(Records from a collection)
----
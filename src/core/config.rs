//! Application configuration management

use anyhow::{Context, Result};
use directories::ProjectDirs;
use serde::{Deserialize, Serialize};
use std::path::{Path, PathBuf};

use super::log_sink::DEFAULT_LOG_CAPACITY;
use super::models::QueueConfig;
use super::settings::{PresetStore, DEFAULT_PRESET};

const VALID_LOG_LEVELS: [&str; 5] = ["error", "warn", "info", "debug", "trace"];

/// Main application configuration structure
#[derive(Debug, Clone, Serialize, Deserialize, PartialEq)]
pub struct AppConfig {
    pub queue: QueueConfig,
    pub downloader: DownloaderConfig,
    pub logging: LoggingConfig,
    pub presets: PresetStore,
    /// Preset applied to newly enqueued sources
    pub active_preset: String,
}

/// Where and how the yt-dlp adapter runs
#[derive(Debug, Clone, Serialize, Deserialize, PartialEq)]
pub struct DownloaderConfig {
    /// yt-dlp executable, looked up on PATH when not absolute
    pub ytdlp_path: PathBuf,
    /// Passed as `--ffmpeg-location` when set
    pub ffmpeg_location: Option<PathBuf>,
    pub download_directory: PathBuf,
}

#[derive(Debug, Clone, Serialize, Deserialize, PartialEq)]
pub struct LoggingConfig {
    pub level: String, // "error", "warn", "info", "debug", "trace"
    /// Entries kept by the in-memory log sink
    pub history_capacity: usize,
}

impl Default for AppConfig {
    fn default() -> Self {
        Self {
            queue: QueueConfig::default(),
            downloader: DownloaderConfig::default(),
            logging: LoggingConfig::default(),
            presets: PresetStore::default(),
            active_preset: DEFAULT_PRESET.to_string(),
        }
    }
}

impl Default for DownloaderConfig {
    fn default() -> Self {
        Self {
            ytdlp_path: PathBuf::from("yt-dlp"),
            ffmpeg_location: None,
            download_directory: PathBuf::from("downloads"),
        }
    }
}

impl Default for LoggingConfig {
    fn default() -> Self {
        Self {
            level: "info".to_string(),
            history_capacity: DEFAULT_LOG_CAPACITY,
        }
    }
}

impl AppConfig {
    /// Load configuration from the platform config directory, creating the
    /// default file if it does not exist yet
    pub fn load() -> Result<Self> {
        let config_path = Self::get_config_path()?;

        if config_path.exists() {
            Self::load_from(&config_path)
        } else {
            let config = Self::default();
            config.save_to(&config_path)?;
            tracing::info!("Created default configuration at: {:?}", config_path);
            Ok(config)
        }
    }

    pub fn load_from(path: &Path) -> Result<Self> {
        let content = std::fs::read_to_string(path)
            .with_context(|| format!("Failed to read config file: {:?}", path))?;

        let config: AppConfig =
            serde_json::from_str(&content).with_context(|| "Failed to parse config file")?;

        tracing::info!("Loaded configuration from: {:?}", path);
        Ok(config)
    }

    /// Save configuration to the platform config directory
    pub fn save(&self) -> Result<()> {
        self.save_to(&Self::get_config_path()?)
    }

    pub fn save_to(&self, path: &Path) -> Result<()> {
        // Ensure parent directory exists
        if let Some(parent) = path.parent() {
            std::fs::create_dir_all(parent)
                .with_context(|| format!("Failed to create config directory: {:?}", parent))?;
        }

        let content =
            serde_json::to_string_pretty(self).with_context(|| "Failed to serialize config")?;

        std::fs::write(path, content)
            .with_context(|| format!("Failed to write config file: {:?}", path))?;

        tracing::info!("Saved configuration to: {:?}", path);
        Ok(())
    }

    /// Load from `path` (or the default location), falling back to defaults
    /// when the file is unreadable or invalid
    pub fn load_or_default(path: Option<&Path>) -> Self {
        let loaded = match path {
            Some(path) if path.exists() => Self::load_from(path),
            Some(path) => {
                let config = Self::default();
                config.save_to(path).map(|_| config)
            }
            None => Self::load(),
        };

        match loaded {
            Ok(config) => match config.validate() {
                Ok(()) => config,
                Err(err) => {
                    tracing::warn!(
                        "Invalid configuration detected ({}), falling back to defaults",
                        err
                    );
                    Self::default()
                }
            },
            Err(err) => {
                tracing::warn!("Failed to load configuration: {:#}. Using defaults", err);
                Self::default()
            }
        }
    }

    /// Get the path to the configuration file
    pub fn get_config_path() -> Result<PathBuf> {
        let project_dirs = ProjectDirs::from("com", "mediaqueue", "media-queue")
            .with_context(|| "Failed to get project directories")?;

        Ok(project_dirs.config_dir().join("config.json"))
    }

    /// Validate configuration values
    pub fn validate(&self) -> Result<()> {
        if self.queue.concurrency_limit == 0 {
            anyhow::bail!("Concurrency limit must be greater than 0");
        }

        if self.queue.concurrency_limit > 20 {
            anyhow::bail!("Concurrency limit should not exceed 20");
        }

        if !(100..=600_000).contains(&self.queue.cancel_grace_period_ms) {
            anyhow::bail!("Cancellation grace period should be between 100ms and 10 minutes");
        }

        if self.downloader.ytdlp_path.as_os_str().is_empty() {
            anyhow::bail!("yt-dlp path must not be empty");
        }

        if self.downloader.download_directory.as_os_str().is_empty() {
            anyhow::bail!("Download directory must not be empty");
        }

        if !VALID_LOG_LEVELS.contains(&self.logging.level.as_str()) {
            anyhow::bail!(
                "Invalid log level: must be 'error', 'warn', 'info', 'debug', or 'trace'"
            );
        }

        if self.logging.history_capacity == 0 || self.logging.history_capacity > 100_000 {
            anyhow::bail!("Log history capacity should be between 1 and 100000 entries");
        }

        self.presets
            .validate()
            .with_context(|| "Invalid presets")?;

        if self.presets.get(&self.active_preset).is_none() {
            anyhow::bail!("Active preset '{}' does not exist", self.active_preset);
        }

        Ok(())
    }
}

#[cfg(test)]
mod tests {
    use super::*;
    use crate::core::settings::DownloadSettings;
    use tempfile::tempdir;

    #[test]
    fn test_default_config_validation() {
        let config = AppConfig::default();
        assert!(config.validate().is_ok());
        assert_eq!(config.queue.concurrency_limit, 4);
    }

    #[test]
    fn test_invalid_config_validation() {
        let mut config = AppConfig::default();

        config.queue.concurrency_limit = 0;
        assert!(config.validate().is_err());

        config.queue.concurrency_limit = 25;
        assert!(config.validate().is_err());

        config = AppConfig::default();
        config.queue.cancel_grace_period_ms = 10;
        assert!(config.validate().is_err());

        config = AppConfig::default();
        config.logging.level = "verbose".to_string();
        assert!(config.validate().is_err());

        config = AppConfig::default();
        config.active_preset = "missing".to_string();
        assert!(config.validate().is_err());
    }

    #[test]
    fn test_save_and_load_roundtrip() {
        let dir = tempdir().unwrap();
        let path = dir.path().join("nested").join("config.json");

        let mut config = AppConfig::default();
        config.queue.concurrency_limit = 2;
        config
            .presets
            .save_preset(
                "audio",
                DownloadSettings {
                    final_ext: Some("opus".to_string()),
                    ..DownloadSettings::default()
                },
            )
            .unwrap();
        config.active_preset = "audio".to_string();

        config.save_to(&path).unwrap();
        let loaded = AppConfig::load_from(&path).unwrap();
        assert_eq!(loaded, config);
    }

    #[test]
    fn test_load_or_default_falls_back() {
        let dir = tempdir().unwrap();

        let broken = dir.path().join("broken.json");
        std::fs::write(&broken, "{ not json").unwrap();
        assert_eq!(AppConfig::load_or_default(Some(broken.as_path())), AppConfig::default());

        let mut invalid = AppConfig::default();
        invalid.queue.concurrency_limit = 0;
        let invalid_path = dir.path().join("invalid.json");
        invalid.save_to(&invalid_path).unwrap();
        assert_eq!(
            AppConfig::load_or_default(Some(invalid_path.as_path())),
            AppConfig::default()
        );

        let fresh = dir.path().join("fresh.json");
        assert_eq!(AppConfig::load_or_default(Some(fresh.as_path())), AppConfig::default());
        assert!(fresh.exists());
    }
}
----
Work task: Select every line above that contains the word "QueueConfig", and copy it.

Answer for this exercise:
use super::models::QueueConfig;
    pub queue: QueueConfig,
            queue: QueueConfig::default(),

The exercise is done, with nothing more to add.